- _EXERCISE DETAILS_: Scan the listing below. Report each line that includes "DeviceScanType".

- _SUPPLIED MATERIAL_:

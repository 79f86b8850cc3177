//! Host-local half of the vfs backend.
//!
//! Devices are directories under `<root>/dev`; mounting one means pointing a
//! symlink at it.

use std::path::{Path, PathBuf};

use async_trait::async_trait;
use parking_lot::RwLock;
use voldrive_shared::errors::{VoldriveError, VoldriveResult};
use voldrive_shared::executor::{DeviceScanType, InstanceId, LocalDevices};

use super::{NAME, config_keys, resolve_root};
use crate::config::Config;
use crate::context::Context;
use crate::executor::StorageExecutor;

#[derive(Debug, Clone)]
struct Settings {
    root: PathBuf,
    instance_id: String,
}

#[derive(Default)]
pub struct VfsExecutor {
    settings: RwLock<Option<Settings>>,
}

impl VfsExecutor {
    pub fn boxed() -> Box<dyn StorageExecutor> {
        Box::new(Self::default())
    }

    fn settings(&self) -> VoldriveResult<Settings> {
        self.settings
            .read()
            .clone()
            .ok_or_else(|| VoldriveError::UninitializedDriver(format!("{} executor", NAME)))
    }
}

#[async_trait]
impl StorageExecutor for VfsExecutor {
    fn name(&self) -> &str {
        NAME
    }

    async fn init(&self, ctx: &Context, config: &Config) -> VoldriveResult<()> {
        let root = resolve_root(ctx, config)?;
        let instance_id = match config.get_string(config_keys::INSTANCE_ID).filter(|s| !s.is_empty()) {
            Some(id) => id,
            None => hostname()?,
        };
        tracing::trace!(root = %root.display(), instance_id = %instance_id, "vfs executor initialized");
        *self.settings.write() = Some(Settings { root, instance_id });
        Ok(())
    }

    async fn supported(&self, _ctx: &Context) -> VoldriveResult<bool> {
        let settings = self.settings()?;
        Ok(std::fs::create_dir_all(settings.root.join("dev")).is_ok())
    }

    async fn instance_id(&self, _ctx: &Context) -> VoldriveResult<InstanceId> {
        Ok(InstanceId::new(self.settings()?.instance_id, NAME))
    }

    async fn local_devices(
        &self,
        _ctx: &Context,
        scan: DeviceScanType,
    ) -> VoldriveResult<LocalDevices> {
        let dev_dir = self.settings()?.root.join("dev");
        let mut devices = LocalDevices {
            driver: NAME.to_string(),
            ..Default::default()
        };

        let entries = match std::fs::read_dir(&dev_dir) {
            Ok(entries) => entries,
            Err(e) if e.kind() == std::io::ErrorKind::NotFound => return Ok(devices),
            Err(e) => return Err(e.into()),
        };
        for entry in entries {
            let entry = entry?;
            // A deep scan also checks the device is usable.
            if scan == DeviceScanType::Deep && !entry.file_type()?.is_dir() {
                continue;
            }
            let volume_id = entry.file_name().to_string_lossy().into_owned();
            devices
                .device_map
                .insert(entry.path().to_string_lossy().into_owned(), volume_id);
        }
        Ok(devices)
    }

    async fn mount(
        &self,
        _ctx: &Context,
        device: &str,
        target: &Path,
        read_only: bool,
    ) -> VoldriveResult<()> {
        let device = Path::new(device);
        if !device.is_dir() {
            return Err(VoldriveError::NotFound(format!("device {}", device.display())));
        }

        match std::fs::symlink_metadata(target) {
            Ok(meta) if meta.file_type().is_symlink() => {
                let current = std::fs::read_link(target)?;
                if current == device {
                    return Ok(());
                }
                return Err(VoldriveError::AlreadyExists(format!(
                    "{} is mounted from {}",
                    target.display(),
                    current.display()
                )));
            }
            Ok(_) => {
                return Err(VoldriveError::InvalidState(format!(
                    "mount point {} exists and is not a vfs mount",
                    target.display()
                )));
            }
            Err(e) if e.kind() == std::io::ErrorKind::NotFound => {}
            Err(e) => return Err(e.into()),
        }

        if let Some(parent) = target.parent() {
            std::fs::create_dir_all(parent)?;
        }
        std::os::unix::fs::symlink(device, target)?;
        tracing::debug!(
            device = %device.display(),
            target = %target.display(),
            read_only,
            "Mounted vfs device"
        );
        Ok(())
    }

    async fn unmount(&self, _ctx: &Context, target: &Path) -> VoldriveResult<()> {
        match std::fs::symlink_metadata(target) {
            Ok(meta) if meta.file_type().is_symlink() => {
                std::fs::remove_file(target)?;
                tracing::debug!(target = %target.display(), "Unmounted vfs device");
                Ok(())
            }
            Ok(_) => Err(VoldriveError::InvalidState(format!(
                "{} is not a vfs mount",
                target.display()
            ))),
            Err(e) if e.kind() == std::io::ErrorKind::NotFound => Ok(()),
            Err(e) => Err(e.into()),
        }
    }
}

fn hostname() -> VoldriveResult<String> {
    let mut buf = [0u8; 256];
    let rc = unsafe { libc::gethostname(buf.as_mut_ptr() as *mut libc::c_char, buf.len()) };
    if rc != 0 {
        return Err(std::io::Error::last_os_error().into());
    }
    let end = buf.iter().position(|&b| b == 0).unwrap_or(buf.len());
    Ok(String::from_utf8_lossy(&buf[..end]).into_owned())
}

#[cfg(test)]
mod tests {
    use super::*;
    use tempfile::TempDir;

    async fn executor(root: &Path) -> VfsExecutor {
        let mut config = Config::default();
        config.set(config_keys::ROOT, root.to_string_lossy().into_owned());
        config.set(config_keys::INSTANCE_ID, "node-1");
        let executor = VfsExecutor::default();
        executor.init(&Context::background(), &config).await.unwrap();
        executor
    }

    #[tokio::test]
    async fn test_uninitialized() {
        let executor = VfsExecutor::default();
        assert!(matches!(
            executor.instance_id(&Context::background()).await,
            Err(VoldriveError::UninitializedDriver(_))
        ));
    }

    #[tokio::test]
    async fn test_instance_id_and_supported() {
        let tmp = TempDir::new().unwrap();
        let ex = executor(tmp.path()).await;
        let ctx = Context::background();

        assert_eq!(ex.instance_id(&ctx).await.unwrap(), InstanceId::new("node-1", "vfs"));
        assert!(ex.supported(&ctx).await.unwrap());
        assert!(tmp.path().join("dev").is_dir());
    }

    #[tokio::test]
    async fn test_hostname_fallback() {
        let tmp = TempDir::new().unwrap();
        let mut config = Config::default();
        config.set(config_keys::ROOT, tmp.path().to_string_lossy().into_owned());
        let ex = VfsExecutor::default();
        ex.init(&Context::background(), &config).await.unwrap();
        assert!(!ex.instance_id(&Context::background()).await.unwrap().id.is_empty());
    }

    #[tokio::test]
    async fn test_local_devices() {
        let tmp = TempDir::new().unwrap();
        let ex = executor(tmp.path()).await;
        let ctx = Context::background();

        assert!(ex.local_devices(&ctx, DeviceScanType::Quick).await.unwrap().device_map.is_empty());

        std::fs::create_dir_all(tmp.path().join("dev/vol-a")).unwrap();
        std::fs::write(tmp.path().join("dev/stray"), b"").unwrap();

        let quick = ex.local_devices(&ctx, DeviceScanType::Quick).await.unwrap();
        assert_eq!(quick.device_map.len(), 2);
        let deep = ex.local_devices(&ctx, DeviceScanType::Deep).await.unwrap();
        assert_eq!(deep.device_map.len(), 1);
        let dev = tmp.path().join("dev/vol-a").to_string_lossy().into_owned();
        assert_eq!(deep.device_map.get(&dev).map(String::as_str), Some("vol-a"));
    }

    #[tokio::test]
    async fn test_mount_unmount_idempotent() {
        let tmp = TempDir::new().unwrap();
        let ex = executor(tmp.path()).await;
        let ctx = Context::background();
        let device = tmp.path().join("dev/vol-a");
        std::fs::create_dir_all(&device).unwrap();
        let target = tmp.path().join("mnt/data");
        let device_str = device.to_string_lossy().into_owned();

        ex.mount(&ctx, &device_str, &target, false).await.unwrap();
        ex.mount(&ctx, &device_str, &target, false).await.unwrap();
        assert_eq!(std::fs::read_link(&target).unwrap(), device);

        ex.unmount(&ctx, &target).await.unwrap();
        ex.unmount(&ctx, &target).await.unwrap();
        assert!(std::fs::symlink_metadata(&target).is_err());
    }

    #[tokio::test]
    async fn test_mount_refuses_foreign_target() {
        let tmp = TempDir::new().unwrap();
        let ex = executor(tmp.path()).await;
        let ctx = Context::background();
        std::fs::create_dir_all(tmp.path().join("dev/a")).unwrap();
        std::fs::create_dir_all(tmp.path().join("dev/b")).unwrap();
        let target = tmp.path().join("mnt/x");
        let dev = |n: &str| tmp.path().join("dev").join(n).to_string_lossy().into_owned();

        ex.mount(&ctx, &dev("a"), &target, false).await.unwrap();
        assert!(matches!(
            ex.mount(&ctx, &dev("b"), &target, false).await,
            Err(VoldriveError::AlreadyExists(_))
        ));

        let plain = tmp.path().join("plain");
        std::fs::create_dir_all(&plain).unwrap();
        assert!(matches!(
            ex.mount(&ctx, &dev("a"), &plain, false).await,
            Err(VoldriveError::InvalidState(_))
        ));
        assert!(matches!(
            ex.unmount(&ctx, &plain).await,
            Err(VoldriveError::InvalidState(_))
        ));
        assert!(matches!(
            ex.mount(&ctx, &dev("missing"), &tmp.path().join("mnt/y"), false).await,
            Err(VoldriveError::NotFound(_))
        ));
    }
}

- _RESPONSE_:
use voldrive_shared::executor::{DeviceScanType, InstanceId, LocalDevices};
        scan: DeviceScanType,
            if scan == DeviceScanType::Deep && !entry.file_type()?.is_dir() {
        assert!(ex.local_devices(&ctx, DeviceScanType::Quick).await.unwrap().device_map.is_empty());
        let quick = ex.local_devices(&ctx, DeviceScanType::Quick).await.unwrap();
        let deep = ex.local_devices(&ctx, DeviceScanType::Deep).await.unwrap();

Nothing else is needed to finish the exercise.